In Table 4, the odds ratios (ORs) of the stratified analyses are depicted that show that patients with psychotic symptoms have lower levels of functioning compared to patients without psychotic symptoms, but that this association is stronger (and significant only) for patients with psychotic symptoms who apply poor coping (i.e. less approach-oriented and more avoidance-oriented coping) compared to patients who apply good coping (i.e. more approach-oriented and less avoidance-oriented coping). However, when testing for significance of the moderation effects (i.e. the interaction between presence of psychotic symptoms and poor coping), no significant interactions were found for approach-oriented coping (Z = -0.80, p = 0.422) or avoidance-oriented coping (Z = -1.51, p = 0.132).
Table 4

Psychotic symptoms predicting functioning stratified for good and poor coping


Patients without psychotic symptoms (N = 56)

Patients with psychotic symptoms (N = 50)


OR 95% CI p-value

Good coping


  Less use of avoidance-oriented coping


0.47 0.16, 1.37 0.165

  More use of approach-oriented coping


0.41 0.13, 1.33 0.137

Poor coping


  More use of avoidance-oriented coping


0.23 0.06, 0.90 0.034

  Less use of approach-oriented coping


0.24 0.08, 0.75 0.015

a: reference category. ORs given in bold are significant at α=0.05.
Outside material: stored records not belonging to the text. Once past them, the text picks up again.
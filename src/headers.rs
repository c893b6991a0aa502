//! An ordered header multimap with case-insensitive lookup.
//!
//! Header names keep the casing they were inserted with, and are written to the wire
//! exactly as given. Every lookup compares names ASCII case-insensitively. Two entries
//! whose names differ only in case coexist; they are both returned by [`Headers::get_all`]
//! and both written by the serializer.

use std::fmt;

/// Ordered list of `(name, value)` header pairs.
#[derive(Clone, Default, PartialEq, Eq)]
pub struct Headers {
    entries: Vec<(String, String)>,
}

/// Headers whose values are replaced with `****` in `Debug` output.
const SENSITIVE: [&str; 2] = ["authorization", "proxy-authorization"];

impl fmt::Debug for Headers {
    fn fmt(&self, f: &mut fmt::Formatter<'_>) -> fmt::Result {
        f.debug_map()
            .entries(self.entries.iter().map(|(k, v)| {
                let sensitive = SENSITIVE.iter().any(|name| k.eq_ignore_ascii_case(name));
                (k, if sensitive { "****" } else { v.as_str() })
            }))
            .finish()
    }
}

impl Headers {
    /// Create an empty header map.
    pub fn new() -> Self {
        Self::default()
    }

    /// Number of header lines (not distinct names).
    pub fn len(&self) -> usize {
        self.entries.len()
    }

    /// True if there are no header lines.
    pub fn is_empty(&self) -> bool {
        self.entries.is_empty()
    }

    /// Add a header line, keeping any existing lines with the same name.
    pub fn append<K, V>(&mut self, name: K, value: V)
    where
        K: Into<String>,
        V: Into<String>,
    {
        self.entries.push((name.into(), value.into()));
    }

    /// Replace every line named `name` with a single line.
    pub fn insert<K, V>(&mut self, name: K, value: V)
    where
        K: Into<String>,
        V: Into<String>,
    {
        let name = name.into();
        self.remove(&name);
        self.entries.push((name, value.into()));
    }

    /// Insert the header only if no line with this name exists.
    ///
    /// Returns `true` if the header was inserted.
    pub fn insert_if_absent<K, V>(&mut self, name: K, value: V) -> bool
    where
        K: Into<String>,
        V: Into<String>,
    {
        let name = name.into();
        if self.contains(&name) {
            return false;
        }
        self.entries.push((name, value.into()));
        true
    }

    /// First value for `name`.
    pub fn get(&self, name: &str) -> Option<&str> {
        self.entries
            .iter()
            .find(|(k, _)| k.eq_ignore_ascii_case(name))
            .map(|(_, v)| v.as_str())
    }

    /// Every value for `name`, in insertion order.
    pub fn get_all<'a, 'n>(&'a self, name: &'n str) -> impl Iterator<Item = &'a str> + 'n
    where
        'a: 'n,
    {
        self.entries
            .iter()
            .filter(move |(k, _)| k.eq_ignore_ascii_case(name))
            .map(|(_, v)| v.as_str())
    }

    /// True if any line is named `name`.
    pub fn contains(&self, name: &str) -> bool {
        self.entries
            .iter()
            .any(|(k, _)| k.eq_ignore_ascii_case(name))
    }

    /// Remove every line named `name`, returning how many were removed.
    pub fn remove(&mut self, name: &str) -> usize {
        let before = self.entries.len();
        self.entries.retain(|(k, _)| !k.eq_ignore_ascii_case(name));
        before - self.entries.len()
    }

    /// True if any value of `name`, read as a comma separated list, contains `token`.
    ///
    /// Tokens are compared case-insensitively, so `Connection: Keep-Alive, Close`
    /// contains the token `close`.
    pub fn has_token(&self, name: &str, token: &str) -> bool {
        self.get_all(name)
            .flat_map(|value| value.split(','))
            .any(|item| item.trim().eq_ignore_ascii_case(token))
    }

    /// Merge `other` into these headers.
    ///
    /// This is a shallow keyed merge: for every name present in `other`, all existing
    /// lines with that name are dropped and replaced by the lines from `other`.
    pub fn merge(&mut self, other: &Headers) {
        for (name, _) in &other.entries {
            self.remove(name);
        }
        self.entries.extend(other.entries.iter().cloned());
    }

    /// Iterate over `(name, value)` pairs in insertion order.
    pub fn iter(&self) -> impl Iterator<Item = (&str, &str)> {
        self.entries.iter().map(|(k, v)| (k.as_str(), v.as_str()))
    }
}

impl<K, V> FromIterator<(K, V)> for Headers
where
    K: Into<String>,
    V: Into<String>,
{
    fn from_iter<T: IntoIterator<Item = (K, V)>>(iter: T) -> Self {
        let mut headers = Headers::new();
        headers.extend(iter);
        headers
    }
}

impl<K, V> Extend<(K, V)> for Headers
where
    K: Into<String>,
    V: Into<String>,
{
    fn extend<T: IntoIterator<Item = (K, V)>>(&mut self, iter: T) {
        for (k, v) in iter {
            self.append(k, v);
        }
    }
}
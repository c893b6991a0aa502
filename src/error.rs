use std::fmt;

use thiserror::Error;

use crate::proxy::ProxyError;
use crate::response::Response;
use crate::BoxError;

/// Which deadline elapsed when a [`Error::Timeout`] is raised.
#[derive(Debug, Clone, Copy, PartialEq, Eq, Hash)]
pub enum TimeoutKind {
    /// Establishing the transport took too long.
    Connect,
    /// Waiting for bytes from the remote end took too long.
    Read,
    /// Handing bytes to the transport took too long.
    Write,
}

impl fmt::Display for TimeoutKind {
    fn fmt(&self, f: &mut fmt::Formatter<'_>) -> fmt::Result {
        match self {
            TimeoutKind::Connect => f.write_str("connect"),
            TimeoutKind::Read => f.write_str("read"),
            TimeoutKind::Write => f.write_str("write"),
        }
    }
}

/// Connection error type.
#[derive(Debug, Error)]
#[non_exhaustive]
pub enum Error {
    /// The proxy setting could not be turned into a usable proxy.
    #[error("proxy: {0}")]
    Proxy(#[from] ProxyError),

    /// The connection or request parameters are contradictory or incomplete.
    #[error("invalid configuration: {0}")]
    InvalidConfig(String),

    /// Error occured with the underlying socket, while writing the request
    /// or reading the response.
    #[error("socket: {0}")]
    Socket(#[source] BoxError),

    /// A transport deadline elapsed.
    #[error("{0} timeout")]
    Timeout(TimeoutKind),

    /// A mock middleware was active but had no stub for this request.
    #[error("no stub matched {method} {path}")]
    StubNotFound {
        /// Method of the unmatched request.
        method: http::Method,
        /// Path of the unmatched request.
        path: String,
    },

    /// The response status was not one of the expected statuses.
    #[error("expected status in {expected:?}, got {}", .response.status())]
    HttpStatus {
        /// Statuses which were acceptable for the request.
        expected: Vec<u16>,
        /// The response which carried the unexpected status.
        response: Box<Response>,
    },

    /// The pipelining API was used incorrectly.
    #[error("pipeline: {0}")]
    Pipeline(&'static str),
}

impl Error {
    /// Wrap any error as a socket error.
    pub fn socket<E>(error: E) -> Self
    where
        E: Into<BoxError>,
    {
        Error::Socket(error.into())
    }

    pub(crate) fn config<S: Into<String>>(msg: S) -> Self {
        Error::InvalidConfig(msg.into())
    }

    /// Errors which already carry final semantics and are never re-wrapped.
    pub fn is_terminal(&self) -> bool {
        matches!(
            self,
            Error::Timeout(_) | Error::StubNotFound { .. } | Error::HttpStatus { .. }
        )
    }

    /// Errors which are worth re-issuing an idempotent request for.
    pub fn is_retryable(&self) -> bool {
        matches!(
            self,
            Error::Socket(_) | Error::Timeout(_) | Error::HttpStatus { .. }
        )
    }

    /// Re-wrap this error as a socket error, unless it is terminal or already a socket error.
    pub fn reclassify(self) -> Self {
        if self.is_terminal() || matches!(self, Error::Socket(_)) {
            self
        } else {
            Error::Socket(Box::new(self))
        }
    }

    /// The status of the offending response, for [`Error::HttpStatus`].
    pub fn status(&self) -> Option<http::StatusCode> {
        match self {
            Error::HttpStatus { response, .. } => Some(response.status()),
            _ => None,
        }
    }
}

impl From<std::io::Error> for Error {
    fn from(error: std::io::Error) -> Self {
        Error::Socket(error.into())
    }
}

#[cfg(test)]
mod tests {

    use super::*;

    use static_assertions::assert_impl_all;

    assert_impl_all!(Error: std::error::Error, Send, Sync, Into<BoxError>);

    #[test]
    fn terminal_errors_are_not_rewrapped() {
        let error = Error::Timeout(TimeoutKind::Read).reclassify();
        assert!(matches!(error, Error::Timeout(TimeoutKind::Read)));

        let error = Error::StubNotFound {
            method: http::Method::GET,
            path: "/".into(),
        }
        .reclassify();
        assert!(matches!(error, Error::StubNotFound { .. }));
    }

    #[test]
    fn other_errors_become_socket_errors() {
        let error = Error::config("bad").reclassify();
        assert!(matches!(error, Error::Socket(_)));
        assert_eq!(error.to_string(), "socket: invalid configuration: bad");
    }

    #[test]
    fn io_errors_are_socket_errors() {
        let error: Error = std::io::Error::new(std::io::ErrorKind::BrokenPipe, "gone").into();
        assert!(matches!(error, Error::Socket(_)));
        assert!(error.is_retryable());
        assert!(!error.is_terminal());
    }

    #[test]
    fn timeout_display() {
        assert_eq!(Error::Timeout(TimeoutKind::Connect).to_string(), "connect timeout");
    }
}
The current study showed that, in a clinical sample of adolescents referred to mental health services, the presence of psychotic symptoms in adolescents with non-psychotic psychiatric disorders was associated with both lower levels of functioning and more use of avoidance-oriented coping styles compared to adolescents with psychiatric disorders without psychotic symptoms. Although no significant moderation effects were found, probably due to too small subgroups and thus limited statistical power, the stratified analyses (stratified for good or poor coping) suggested that individuals with psychotic symptoms only had lower levels of functioning if they used poor coping (i.e. less use of approach-oriented coping styles and more use of avoidance-oriented coping styles). The findings of the current paper suggest that psychotic symptoms, poor coping and poor functioning are associated, but they cannot give definitive conclusions on the question whether poor coping moderates the association between psychotic symptoms and poor functional outcomes.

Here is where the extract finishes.